Vacation? Take the Pepto...

When the temps go up and the sun comes out, all I can think about are pools, drinks with umbrellas, and vacation!  I am traveling in a couple of weeks to Outer Banks.  It's our first trip there and I am ready!!  Ocean, beach, sun, bacteria that I understand... Oh yes, stay inside the safety of the U.S. borders and you may find yourself with the occasional discomfort of overindulgence.  Go outside the borders and...don't say I didn't warn you.

Several years ago I traveled to beautiful Cancun, Mexico. Absolutely beautiful place with beautiful people and beautiful get the picture.  I have always heard, "Don't drink the water in Mexico."  So I didn't.  I drank margaritas, beer, coke (Mexican coke is kind syrupy *shiver*), no water.  Finally, I couldn't take it anymore.  I needed some water, NOW.  I called the front desk and ordered some bottled water sent to my room. I am so smart.  Why did I not think of that.  Bottled water will be fine.  They brought my water to me.  It was so cold and smooth. Mmmmmmm... After drinking the last drop I was looking at the label, "Bottled in Mexico." Dammit.

The next morning we were checking out and flying home.  I woke up to severe cramping.  Uh oh!  I ran to the bathroom and sat upon the porcelain throne.  The most explosive diarrhea of my life happened at that moment my friends.  After my agonizing wrestling match with Montezuma's Revenge, I took my shower.  Thank GAWD that is over!

After my shower, I am drying off.  I bend over to pick up a towel and...fart.  Shit shoots across the room and onto the wall! I stand straight up, afraid to turn around.  Ohmygod, ohmygod, ohmygod.  That did not just happen.  I turned around slowly to see the crime scene.  Oh mother of god and all that is holy... I just shit on the wall!  I have to hide the evidence.  I begin cleaning up the mess with my dirty towel.  I hide the towel by throwing it away.  I really should have been a criminal.

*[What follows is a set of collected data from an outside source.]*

//! Wordle Entropy CLI
//!
//! Ranks opening guesses, auto-plays puzzles, benchmarks the strategy over a whole word
//! list, and assists with a puzzle played elsewhere.

use anyhow::{bail, Context, Result};
use clap::{Parser, Subcommand};
use rand::rngs::StdRng;
use rand::seq::SliceRandom;
use rand::SeedableRng;
use std::io::{self, BufRead, Write};
use std::path::PathBuf;
use std::sync::atomic::{AtomicBool, Ordering};
use std::sync::Arc;
use std::thread::{self, JoinHandle};
use std::time::{Duration, Instant};
use wordle_entropy::dictionary::load_word_list;
use wordle_entropy::render::ColoredRow;
use wordle_entropy::solver::{self, Round};
use wordle_entropy::{
    rank, CandidateSet, EliminationLoop, Exhaustion, FeedbackCode, GuessAnalysis, Outcome,
    SolverConfig, Word, DEFAULT_MAX_ATTEMPTS, DEFAULT_RANKING_SAMPLE, DEFAULT_TOP, WORD_LENGTH,
};

#[derive(Parser)]
#[command(version, about = "Solve word puzzles by maximizing expected information")]
struct Cli {
    /// Word list, one word per line. A small built-in list is used if the file is missing.
    #[arg(long, short, global = true, default_value = "words.txt")]
    words: PathBuf,

    #[arg(long, global = true, default_value_t = WORD_LENGTH)]
    word_length: usize,

    #[command(subcommand)]
    command: Command,
}

#[derive(Subcommand)]
enum Command {
    /// Print the best opening guesses
    Rank {
        /// Rank only this many words from the front of the list
        #[arg(long, default_value_t = DEFAULT_RANKING_SAMPLE)]
        sample: usize,
        #[arg(long, default_value_t = DEFAULT_TOP)]
        top: usize,
    },
    /// Auto-play against a known target
    Solve {
        target: String,
        /// Opening guess; defaults to the best word of the ranking sample
        #[arg(long)]
        opening: Option<String>,
        #[arg(long, default_value_t = DEFAULT_MAX_ATTEMPTS)]
        max_attempts: usize,
    },
    /// Rank a sample, pick a random target and auto-play it
    Play {
        #[arg(long)]
        seed: Option<u64>,
        #[arg(long, default_value_t = DEFAULT_MAX_ATTEMPTS)]
        max_attempts: usize,
    },
    /// Solve every word of the list and print the attempt distribution
    Benchmark {
        #[arg(long)]
        opening: Option<String>,
        #[arg(long, default_value_t = DEFAULT_MAX_ATTEMPTS)]
        max_attempts: usize,
    },
    /// Suggest guesses for a puzzle played elsewhere; type the feedback you get back
    Assist {
        #[arg(long, default_value_t = DEFAULT_MAX_ATTEMPTS)]
        max_attempts: usize,
    },
}

struct Spinner {
    running: Arc<AtomicBool>,
    handle: Option<JoinHandle<()>>,
}

impl Spinner {
    fn new(message: &'static str) -> Self {
        let running = Arc::new(AtomicBool::new(true));
        let running_clone = running.clone();
        let handle = thread::spawn(move || {
            let frames = ['⠋', '⠙', '⠹', '⠸', '⠼', '⠴', '⠦', '⠧', '⠇', '⠏'];
            let mut stdout = io::stdout();
            for frame in frames.iter().cycle() {
                if !running_clone.load(Ordering::Relaxed) {
                    break;
                }
                let _ = write!(stdout, "\r{} {}", frame, message);
                let _ = stdout.flush();
                thread::sleep(Duration::from_millis(80));
            }
            let _ = write!(stdout, "\r{}\r", " ".repeat(message.len() + 3));
            let _ = stdout.flush();
        });
        Self {
            running,
            handle: Some(handle),
        }
    }

    fn stop(mut self) {
        self.running.store(false, Ordering::Relaxed);
        if let Some(handle) = self.handle.take() {
            let _ = handle.join();
        }
    }
}

impl Drop for Spinner {
    fn drop(&mut self) {
        self.running.store(false, Ordering::Relaxed);
    }
}

fn ranking_sample(universe: &CandidateSet, sample: usize) -> Result<Vec<GuessAnalysis>> {
    let words = &universe.words()[..sample.min(universe.len())];
    // the sample is ranked against itself, so the opening is always a sampled word
    let sampled = CandidateSet::new(words.to_vec(), universe.word_length())
        .context("ranking sample is empty")?;
    Ok(rank(words, &sampled)?)
}

fn print_ranking(ranking: &[GuessAnalysis], top: usize) {
    println!("{:>4} {:>8} {:>10}", "#", "Word", "Entropy");
    println!("{}", "-".repeat(24));
    for (i, analysis) in ranking.iter().take(top).enumerate() {
        println!(
            "{:>4} {:>8} {:>10}",
            i + 1,
            analysis.word.as_str().to_uppercase(),
            format!("{:.4} bits", analysis.entropy)
        );
    }
}

fn print_round(round: &Round) {
    println!(
        "Guess {}: {}  ({} candidates)",
        round.number,
        round.guess.as_str().to_uppercase(),
        round.candidates
    );
    println!("{}", ColoredRow::new(&round.guess, round.code));
    println!();
}

fn print_outcome(outcome: Outcome) {
    match outcome {
        Outcome::Solved { attempts } => println!("✓ Solved in {} guesses!", attempts),
        Outcome::Exhausted(Exhaustion::NoCandidatesRemain) => {
            println!("✗ No word in the list matches the feedback.")
        }
        Outcome::Exhausted(Exhaustion::AttemptLimitReached) => {
            println!("✗ Ran out of attempts.")
        }
    }
}

fn opening_or_best(
    opening: Option<String>,
    universe: &CandidateSet,
    sample: usize,
) -> Result<Word> {
    match opening {
        Some(word) => Ok(Word::with_length(&word, universe.word_length())?),
        None => {
            let ranking = ranking_sample(universe, sample)?;
            match ranking.into_iter().next() {
                Some(best) => Ok(best.word),
                None => bail!("no opening guess available"),
            }
        }
    }
}

fn run_solve(
    universe: &CandidateSet,
    target: &Word,
    opening: &Word,
    max_attempts: usize,
) -> Result<()> {
    println!("Solving for: {}", target.as_str().to_uppercase());
    println!("Opening guess: {}", opening.as_str().to_uppercase());
    println!();

    let outcome = solver::solve_with_observer(
        target,
        universe,
        opening,
        SolverConfig::with_max_attempts(max_attempts),
        print_round,
    )?;
    print_outcome(outcome);
    Ok(())
}

fn run_benchmark(universe: &CandidateSet, opening: &Word, max_attempts: usize) -> Result<()> {
    println!(
        "Running benchmark on all {} words, opening with {}...",
        universe.len(),
        opening.as_str().to_uppercase()
    );

    let spinner = Spinner::new("Computing...");
    let start = Instant::now();
    let report = solver::benchmark(
        universe,
        opening,
        SolverConfig::with_max_attempts(max_attempts),
    );
    let elapsed = start.elapsed();
    spinner.stop();
    let report = report?;

    let total = report.total().max(1);
    println!("Guess distribution:");
    for (guesses, count) in &report.distribution {
        let pct = *count as f64 / total as f64 * 100.0;
        let bar = "█".repeat((*count * 40 / total).max(1));
        println!("  {} guesses: {:>5} ({:>5.1}%) {}", guesses, count, pct, bar);
    }
    println!();
    if let Some(average) = report.average_attempts() {
        println!("Average guesses: {:.3}", average);
    }
    println!("Out of attempts: {}", report.attempt_limit);
    println!("No candidates left: {}", report.no_candidates);
    println!("Time elapsed: {:.2?}", elapsed);
    Ok(())
}

fn run_assist(universe: &CandidateSet, max_attempts: usize) -> Result<()> {
    let opening = opening_or_best(None, universe, DEFAULT_RANKING_SAMPLE)?;
    let mut game = EliminationLoop::new(
        universe,
        opening,
        SolverConfig::with_max_attempts(max_attempts),
    )?;
    let word_length = universe.word_length();

    println!("Type the feedback for each guess: g=green, y=yellow, b=gray (e.g. gybbb).");
    let stdin = io::stdin();
    let mut stdout = io::stdout();

    while let Some(guess) = game.current_guess() {
        println!(
            "Try {}  ({} candidates)",
            guess.as_str().to_uppercase(),
            game.remaining_count()
        );
        print!("> ");
        stdout.flush()?;

        let mut line = String::new();
        if stdin.lock().read_line(&mut line)? == 0 {
            return Ok(());
        }
        let input = line.trim();
        if input.eq_ignore_ascii_case("quit") {
            return Ok(());
        }

        let code = match FeedbackCode::parse(input) {
            Some(code) if input.chars().count() == word_length => code,
            _ => {
                println!("Invalid pattern: {}", input);
                continue;
            }
        };

        if let Some(outcome) = game.observe(code)? {
            print_outcome(outcome);
            return Ok(());
        }
        if game.remaining_count() <= 10 {
            let remaining: Vec<_> = game
                .candidates()
                .iter()
                .map(|w| w.as_str().to_uppercase())
                .collect();
            println!("Remaining words: {:?}", remaining);
        }
    }
    Ok(())
}

fn main() -> Result<()> {
    env_logger::Builder::from_env(env_logger::Env::default().default_filter_or("info")).init();
    let cli = Cli::parse();

    let universe = load_word_list(&cli.words, cli.word_length)
        .with_context(|| format!("loading words from '{}'", cli.words.display()))?;
    log::info!("loaded {} words", universe.len());

    match cli.command {
        Command::Rank { sample, top } => {
            let ranking = ranking_sample(&universe, sample)?;
            print_ranking(&ranking, top);
        }
        Command::Solve {
            target,
            opening,
            max_attempts,
        } => {
            let target = Word::with_length(&target, universe.word_length())?;
            let opening = opening_or_best(opening, &universe, DEFAULT_RANKING_SAMPLE)?;
            run_solve(&universe, &target, &opening, max_attempts)?;
        }
        Command::Play { seed, max_attempts } => {
            let ranking = ranking_sample(&universe, DEFAULT_RANKING_SAMPLE)?;
            print_ranking(&ranking, DEFAULT_TOP);
            println!();

            let mut rng = match seed {
                Some(seed) => StdRng::seed_from_u64(seed),
                None => StdRng::from_entropy(),
            };
            let target = universe
                .words()
                .choose(&mut rng)
                .context("word list is empty")?
                .clone();
            let opening = match ranking.into_iter().next() {
                Some(best) => best.word,
                None => bail!("no opening guess available"),
            };
            run_solve(&universe, &target, &opening, max_attempts)?;
        }
        Command::Benchmark {
            opening,
            max_attempts,
        } => {
            let opening = opening_or_best(opening, &universe, DEFAULT_RANKING_SAMPLE)?;
            run_benchmark(&universe, &opening, max_attempts)?;
        }
        Command::Assist { max_attempts } => run_assist(&universe, max_attempts)?,
    }

    Ok(())
}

I step out and sit on the bed.  My boyfriend was sleeping.  He woke up, "Hey are you up already?"  I am staring straight ahead, "I just shit on the wall." He looks at me bewildered, "What did you say?"  I hold my stare, "I said, I just shit...on the wall."  Being the understanding boyfriend that he was he comforted me, " disgusting."  Needless to say,  he never made it into my ex husband collection.

Feeling miserable, I got everything together and headed home. I shit in the airport bathroom, on the airplane, and above Mexico, Texas, and at least two other states.  I'm well traveled...

You are never too beautiful,
for Montezuma's Revenge.

The moral of the story?  Travel the world, see the beauty of different cultures and lands...but always, and I mean ALWAYS, come prepared.